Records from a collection
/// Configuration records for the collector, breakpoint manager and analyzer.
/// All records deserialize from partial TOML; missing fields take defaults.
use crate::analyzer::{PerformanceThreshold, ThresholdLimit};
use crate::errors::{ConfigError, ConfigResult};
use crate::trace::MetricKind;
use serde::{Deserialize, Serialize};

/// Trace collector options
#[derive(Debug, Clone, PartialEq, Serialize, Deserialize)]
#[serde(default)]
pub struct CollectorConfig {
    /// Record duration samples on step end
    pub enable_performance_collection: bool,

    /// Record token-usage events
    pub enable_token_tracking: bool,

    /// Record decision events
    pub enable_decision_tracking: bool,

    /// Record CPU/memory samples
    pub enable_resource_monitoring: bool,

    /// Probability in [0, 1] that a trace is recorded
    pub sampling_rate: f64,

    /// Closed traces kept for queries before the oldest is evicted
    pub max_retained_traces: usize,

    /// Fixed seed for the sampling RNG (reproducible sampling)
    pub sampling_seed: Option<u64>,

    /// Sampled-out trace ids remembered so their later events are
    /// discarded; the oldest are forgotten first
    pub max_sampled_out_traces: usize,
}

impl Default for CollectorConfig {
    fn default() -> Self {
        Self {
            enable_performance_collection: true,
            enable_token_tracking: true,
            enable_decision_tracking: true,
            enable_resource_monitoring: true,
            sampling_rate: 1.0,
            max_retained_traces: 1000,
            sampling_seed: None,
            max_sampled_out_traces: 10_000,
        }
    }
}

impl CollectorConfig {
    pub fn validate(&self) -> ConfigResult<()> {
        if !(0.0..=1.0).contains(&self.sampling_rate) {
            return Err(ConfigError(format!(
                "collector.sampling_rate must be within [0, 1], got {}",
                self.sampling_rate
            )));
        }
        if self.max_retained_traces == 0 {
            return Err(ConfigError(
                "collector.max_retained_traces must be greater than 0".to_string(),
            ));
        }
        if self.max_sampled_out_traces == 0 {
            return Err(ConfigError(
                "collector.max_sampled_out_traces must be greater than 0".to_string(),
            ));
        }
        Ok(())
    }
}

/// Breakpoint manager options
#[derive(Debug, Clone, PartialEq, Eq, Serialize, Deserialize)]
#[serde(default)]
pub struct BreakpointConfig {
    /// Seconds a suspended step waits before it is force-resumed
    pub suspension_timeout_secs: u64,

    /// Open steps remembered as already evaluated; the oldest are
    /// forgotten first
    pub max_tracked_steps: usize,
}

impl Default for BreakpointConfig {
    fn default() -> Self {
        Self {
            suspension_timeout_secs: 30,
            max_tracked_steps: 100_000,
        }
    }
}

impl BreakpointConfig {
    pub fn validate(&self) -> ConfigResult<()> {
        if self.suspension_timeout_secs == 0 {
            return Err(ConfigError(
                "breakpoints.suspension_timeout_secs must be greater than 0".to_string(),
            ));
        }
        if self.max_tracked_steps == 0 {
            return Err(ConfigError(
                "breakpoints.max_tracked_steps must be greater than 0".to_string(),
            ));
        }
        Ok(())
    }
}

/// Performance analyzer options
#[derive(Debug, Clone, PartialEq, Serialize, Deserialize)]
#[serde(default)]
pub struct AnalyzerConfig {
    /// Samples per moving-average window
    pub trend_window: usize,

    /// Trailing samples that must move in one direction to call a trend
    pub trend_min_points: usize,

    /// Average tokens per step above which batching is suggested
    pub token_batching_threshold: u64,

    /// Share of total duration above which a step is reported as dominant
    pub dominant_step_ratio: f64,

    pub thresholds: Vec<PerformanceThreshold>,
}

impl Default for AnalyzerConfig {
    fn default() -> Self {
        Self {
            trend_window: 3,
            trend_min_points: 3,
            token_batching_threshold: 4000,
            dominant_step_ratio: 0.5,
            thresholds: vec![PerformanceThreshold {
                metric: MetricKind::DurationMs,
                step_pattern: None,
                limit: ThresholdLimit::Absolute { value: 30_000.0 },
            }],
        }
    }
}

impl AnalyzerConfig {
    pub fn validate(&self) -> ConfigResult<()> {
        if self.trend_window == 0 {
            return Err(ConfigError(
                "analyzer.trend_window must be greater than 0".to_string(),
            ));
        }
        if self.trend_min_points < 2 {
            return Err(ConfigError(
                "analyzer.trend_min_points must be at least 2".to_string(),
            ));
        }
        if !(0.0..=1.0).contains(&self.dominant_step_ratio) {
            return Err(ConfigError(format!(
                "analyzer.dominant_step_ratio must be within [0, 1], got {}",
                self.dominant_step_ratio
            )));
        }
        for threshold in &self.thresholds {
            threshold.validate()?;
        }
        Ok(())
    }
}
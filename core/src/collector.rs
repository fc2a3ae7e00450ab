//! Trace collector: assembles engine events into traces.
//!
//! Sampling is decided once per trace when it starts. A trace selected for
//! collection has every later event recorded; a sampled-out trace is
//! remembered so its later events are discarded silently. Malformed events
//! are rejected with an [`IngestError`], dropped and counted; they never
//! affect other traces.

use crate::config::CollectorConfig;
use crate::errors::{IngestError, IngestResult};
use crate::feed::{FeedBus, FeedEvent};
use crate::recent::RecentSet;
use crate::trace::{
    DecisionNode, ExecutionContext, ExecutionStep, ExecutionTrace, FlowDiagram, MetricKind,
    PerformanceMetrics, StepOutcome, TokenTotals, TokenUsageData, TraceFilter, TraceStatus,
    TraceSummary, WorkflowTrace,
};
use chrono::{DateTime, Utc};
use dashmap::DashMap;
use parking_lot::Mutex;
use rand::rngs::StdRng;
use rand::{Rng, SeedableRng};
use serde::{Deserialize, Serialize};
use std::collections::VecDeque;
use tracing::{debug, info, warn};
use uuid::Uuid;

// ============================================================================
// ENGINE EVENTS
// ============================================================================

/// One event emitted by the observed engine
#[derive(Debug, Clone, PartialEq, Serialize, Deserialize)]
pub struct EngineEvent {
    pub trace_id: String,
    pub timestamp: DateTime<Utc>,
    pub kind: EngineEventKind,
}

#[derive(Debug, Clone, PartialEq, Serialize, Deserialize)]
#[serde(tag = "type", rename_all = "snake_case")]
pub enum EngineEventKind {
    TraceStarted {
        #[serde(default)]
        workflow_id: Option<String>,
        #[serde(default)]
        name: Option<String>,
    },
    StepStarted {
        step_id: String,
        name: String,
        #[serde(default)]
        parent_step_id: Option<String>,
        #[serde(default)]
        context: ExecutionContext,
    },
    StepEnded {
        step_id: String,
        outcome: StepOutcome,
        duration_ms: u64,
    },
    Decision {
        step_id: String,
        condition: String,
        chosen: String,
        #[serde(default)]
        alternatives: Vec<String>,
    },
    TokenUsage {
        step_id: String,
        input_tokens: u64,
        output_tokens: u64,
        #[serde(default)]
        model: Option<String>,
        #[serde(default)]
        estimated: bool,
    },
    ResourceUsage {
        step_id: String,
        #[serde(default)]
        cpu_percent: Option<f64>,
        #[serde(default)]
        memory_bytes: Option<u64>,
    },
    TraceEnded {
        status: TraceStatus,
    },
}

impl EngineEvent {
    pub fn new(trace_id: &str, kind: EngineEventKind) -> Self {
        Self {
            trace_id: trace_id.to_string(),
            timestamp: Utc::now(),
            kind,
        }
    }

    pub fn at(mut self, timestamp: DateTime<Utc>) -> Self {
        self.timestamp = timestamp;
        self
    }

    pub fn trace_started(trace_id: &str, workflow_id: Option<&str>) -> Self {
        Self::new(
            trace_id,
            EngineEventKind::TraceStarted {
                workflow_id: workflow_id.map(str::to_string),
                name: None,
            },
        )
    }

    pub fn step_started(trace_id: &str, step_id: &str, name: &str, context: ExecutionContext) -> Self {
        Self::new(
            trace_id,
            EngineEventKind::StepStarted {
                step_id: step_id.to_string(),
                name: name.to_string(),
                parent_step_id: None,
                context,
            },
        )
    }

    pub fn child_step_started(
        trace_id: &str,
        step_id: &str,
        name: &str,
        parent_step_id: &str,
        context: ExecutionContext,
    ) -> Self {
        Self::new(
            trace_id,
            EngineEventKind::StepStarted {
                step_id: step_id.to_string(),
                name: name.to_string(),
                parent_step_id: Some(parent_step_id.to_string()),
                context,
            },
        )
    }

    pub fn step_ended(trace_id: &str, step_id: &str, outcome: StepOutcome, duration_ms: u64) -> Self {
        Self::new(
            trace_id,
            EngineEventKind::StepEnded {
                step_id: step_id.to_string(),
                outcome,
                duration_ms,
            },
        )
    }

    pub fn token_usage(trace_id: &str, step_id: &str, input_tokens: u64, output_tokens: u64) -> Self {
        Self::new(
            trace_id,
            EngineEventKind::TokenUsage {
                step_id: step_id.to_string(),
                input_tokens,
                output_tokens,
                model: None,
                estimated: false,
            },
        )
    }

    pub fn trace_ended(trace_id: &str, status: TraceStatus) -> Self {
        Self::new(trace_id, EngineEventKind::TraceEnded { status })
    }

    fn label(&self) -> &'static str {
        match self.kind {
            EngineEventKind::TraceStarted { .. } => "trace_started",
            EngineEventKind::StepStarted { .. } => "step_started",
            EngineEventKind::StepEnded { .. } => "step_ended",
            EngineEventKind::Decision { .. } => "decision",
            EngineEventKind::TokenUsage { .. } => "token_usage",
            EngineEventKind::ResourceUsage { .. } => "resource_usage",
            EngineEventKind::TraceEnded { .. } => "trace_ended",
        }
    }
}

...

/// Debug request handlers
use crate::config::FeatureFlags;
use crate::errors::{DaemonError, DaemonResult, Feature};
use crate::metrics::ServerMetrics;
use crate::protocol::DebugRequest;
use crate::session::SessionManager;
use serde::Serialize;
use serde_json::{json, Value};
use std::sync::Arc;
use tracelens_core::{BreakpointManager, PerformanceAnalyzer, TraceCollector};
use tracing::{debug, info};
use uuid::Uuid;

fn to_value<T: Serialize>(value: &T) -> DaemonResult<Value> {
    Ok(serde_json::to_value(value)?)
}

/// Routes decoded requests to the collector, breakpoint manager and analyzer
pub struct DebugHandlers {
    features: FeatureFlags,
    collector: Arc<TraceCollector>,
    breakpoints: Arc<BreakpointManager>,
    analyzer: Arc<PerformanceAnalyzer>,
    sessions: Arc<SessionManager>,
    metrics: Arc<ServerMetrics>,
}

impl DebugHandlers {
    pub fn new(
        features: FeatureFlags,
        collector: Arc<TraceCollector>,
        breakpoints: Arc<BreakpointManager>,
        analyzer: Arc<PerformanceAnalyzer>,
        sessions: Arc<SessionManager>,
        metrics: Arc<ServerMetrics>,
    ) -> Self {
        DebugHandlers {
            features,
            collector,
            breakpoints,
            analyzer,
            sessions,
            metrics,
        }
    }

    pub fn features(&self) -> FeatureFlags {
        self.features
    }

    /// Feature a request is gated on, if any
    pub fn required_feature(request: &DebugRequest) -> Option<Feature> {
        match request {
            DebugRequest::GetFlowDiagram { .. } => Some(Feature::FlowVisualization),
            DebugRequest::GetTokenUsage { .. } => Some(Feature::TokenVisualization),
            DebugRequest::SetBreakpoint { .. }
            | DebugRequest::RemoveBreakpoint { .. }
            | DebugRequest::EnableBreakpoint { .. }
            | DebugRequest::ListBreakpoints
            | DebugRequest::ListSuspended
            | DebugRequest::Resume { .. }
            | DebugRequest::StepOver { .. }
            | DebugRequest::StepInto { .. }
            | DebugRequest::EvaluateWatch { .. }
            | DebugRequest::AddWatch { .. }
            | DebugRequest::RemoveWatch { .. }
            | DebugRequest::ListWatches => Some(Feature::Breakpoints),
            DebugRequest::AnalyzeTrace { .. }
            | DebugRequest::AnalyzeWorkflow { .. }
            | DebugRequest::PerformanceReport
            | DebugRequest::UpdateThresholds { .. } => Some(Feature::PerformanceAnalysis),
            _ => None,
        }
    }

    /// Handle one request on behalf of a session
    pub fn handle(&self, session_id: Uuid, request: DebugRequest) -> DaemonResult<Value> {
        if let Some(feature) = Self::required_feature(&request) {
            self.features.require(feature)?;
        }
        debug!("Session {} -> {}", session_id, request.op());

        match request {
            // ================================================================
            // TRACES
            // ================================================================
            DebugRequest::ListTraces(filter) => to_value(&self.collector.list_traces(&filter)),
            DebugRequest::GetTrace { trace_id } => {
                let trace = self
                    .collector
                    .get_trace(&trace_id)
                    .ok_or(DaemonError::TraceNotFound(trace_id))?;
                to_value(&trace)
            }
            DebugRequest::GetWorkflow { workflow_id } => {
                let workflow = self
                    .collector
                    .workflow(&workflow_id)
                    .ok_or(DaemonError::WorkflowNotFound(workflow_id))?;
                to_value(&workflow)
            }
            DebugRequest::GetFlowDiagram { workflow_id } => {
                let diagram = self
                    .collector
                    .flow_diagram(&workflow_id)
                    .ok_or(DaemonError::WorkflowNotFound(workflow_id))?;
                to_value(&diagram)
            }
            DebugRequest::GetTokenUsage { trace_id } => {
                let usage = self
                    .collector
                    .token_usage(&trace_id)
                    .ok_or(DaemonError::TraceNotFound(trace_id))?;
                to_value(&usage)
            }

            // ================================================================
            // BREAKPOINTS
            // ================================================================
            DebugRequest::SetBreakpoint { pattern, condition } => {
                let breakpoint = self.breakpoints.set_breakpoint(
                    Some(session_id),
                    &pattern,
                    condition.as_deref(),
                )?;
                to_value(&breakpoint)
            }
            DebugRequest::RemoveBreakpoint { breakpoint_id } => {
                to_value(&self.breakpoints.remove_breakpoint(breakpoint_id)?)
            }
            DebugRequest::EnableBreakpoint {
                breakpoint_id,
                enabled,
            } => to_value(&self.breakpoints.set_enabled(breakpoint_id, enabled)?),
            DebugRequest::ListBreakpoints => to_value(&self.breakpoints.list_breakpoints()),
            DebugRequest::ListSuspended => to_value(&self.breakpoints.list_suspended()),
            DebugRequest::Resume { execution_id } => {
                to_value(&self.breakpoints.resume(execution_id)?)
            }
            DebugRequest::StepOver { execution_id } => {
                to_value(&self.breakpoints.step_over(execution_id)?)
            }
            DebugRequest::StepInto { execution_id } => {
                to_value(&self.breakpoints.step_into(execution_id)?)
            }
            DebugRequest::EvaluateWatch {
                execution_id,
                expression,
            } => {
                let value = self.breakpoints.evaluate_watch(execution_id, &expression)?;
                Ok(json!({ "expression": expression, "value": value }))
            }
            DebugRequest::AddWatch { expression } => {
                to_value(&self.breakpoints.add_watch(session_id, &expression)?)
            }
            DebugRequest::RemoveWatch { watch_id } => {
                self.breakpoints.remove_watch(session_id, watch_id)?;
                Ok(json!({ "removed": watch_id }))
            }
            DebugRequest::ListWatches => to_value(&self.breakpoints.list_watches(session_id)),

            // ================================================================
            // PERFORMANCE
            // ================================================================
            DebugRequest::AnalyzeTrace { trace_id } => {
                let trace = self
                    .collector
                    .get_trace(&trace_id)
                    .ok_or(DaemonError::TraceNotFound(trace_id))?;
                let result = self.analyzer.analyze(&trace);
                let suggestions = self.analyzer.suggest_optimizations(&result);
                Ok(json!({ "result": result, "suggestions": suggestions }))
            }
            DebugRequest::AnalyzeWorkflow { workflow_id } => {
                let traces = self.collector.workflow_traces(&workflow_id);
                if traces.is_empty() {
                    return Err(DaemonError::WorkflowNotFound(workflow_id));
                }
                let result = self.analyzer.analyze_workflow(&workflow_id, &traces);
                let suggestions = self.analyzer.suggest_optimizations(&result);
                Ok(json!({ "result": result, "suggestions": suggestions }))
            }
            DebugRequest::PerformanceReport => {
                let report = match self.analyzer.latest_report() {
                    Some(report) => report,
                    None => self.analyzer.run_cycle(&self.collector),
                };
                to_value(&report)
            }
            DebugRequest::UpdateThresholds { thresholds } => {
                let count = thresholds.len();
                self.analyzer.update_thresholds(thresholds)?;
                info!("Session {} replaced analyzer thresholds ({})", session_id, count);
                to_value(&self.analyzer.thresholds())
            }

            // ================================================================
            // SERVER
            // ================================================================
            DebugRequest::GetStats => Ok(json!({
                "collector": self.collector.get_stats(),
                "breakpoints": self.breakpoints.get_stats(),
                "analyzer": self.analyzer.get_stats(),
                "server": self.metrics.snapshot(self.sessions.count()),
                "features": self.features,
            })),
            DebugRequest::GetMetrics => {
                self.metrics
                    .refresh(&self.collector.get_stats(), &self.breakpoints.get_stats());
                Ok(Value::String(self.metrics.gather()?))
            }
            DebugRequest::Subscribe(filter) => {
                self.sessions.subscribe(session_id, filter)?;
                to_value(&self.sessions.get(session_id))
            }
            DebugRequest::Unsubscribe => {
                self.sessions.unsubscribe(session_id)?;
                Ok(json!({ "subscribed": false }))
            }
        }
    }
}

...

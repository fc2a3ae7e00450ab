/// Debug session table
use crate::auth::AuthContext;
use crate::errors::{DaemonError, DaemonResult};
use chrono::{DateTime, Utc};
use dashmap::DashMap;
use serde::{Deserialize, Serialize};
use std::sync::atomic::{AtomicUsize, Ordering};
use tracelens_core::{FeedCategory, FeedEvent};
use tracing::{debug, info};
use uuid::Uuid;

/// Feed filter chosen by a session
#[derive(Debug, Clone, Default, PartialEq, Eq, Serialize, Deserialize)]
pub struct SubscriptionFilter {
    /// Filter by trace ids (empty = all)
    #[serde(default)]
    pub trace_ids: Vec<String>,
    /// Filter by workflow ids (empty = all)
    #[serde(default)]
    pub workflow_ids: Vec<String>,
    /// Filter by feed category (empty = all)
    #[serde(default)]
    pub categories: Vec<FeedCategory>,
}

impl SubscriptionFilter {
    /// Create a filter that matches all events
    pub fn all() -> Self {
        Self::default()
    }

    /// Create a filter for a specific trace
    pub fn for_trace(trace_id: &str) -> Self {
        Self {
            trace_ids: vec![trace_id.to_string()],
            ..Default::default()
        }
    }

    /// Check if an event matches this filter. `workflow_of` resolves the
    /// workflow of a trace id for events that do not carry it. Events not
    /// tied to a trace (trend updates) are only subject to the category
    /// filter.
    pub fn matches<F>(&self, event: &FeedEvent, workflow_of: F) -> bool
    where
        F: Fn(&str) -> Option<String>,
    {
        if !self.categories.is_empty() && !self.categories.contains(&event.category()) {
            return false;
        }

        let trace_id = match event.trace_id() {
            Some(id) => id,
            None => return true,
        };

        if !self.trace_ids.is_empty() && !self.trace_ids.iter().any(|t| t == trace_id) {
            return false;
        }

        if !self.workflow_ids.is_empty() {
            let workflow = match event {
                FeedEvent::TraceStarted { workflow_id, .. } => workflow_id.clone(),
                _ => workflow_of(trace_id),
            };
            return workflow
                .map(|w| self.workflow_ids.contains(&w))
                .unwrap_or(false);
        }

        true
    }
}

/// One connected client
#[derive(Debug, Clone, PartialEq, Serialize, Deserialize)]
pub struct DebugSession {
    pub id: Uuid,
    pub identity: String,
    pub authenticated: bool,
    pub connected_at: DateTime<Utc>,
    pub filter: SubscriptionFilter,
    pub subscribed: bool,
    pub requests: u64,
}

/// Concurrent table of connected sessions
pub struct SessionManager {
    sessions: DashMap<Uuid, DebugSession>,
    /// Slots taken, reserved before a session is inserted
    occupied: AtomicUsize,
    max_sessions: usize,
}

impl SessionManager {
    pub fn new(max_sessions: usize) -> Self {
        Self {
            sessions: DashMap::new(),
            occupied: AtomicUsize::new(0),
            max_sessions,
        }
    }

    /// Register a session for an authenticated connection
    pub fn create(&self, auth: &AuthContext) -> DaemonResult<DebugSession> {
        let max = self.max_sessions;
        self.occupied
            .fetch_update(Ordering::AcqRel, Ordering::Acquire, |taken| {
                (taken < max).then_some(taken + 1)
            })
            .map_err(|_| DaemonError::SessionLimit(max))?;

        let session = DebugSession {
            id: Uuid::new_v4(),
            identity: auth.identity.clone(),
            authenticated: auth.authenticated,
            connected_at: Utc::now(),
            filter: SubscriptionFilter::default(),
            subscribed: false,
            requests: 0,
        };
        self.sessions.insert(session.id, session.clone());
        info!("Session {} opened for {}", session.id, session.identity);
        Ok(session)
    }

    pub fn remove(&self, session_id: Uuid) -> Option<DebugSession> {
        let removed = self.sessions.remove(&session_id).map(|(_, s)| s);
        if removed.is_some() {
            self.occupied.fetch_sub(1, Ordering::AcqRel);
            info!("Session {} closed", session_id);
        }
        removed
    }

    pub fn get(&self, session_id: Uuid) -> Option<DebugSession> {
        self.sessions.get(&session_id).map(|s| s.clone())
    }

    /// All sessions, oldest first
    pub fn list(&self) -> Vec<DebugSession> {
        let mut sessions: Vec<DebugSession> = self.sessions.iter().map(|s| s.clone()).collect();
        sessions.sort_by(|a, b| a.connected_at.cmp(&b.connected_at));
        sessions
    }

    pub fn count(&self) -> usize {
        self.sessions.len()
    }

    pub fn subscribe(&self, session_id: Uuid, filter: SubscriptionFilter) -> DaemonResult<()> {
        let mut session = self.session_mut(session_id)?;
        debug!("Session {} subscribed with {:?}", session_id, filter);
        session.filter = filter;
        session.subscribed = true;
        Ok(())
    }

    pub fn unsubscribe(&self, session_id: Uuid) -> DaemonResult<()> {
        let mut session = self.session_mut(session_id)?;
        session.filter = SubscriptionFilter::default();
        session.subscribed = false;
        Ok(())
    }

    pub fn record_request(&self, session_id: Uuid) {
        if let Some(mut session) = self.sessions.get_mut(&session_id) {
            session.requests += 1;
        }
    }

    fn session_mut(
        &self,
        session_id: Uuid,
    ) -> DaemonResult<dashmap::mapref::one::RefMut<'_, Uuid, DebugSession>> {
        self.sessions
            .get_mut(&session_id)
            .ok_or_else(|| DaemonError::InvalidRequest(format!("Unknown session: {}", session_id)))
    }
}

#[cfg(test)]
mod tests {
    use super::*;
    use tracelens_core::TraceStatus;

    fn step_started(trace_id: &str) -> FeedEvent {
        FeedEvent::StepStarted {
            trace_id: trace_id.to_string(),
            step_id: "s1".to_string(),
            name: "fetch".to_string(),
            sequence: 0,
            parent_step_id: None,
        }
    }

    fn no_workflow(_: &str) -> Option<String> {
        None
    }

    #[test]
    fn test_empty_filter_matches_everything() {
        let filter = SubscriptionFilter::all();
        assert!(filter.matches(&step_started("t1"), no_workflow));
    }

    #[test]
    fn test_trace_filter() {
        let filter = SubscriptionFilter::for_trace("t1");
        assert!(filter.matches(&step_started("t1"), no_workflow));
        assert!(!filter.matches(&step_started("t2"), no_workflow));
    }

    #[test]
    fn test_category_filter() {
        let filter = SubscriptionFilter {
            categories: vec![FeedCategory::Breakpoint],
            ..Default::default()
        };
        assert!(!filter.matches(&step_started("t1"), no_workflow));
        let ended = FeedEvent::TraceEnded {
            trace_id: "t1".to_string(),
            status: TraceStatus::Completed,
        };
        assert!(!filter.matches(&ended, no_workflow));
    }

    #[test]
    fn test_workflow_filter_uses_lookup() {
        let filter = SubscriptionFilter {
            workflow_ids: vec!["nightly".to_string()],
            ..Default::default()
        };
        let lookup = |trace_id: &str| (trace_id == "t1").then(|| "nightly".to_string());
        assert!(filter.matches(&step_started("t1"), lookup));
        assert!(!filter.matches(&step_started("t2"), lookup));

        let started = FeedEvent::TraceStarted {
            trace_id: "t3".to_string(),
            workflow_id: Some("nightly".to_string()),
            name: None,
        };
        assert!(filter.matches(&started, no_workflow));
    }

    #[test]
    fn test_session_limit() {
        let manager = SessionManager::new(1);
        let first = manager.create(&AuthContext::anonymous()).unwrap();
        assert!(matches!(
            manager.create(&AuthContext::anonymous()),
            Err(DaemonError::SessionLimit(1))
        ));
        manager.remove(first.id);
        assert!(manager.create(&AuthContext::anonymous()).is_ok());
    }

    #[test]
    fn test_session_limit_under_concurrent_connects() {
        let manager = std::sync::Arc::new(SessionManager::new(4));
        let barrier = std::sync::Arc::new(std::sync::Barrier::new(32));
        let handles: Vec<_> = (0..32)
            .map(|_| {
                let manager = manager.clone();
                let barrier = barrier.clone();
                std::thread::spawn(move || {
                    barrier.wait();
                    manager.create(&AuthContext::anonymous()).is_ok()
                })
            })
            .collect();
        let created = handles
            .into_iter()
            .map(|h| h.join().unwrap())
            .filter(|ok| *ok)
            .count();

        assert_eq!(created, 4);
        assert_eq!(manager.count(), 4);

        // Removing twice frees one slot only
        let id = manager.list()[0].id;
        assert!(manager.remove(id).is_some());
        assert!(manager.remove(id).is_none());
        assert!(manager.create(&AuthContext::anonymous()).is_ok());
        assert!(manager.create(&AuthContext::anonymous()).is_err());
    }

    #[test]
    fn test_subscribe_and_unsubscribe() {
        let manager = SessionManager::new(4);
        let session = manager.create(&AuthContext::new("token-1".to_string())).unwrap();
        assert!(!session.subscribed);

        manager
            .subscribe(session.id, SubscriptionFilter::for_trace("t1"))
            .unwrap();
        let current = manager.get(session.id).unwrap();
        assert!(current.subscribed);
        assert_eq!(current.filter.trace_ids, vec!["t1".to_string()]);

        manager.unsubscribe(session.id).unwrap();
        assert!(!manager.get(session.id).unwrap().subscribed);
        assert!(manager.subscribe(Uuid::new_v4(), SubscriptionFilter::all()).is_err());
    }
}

_Exercise directions:_ The required output is a copy of each line in the records where the string "AnalyzerConfig" occurs.

_Response for this exercise:_
pub struct AnalyzerConfig {
impl Default for AnalyzerConfig {
impl AnalyzerConfig {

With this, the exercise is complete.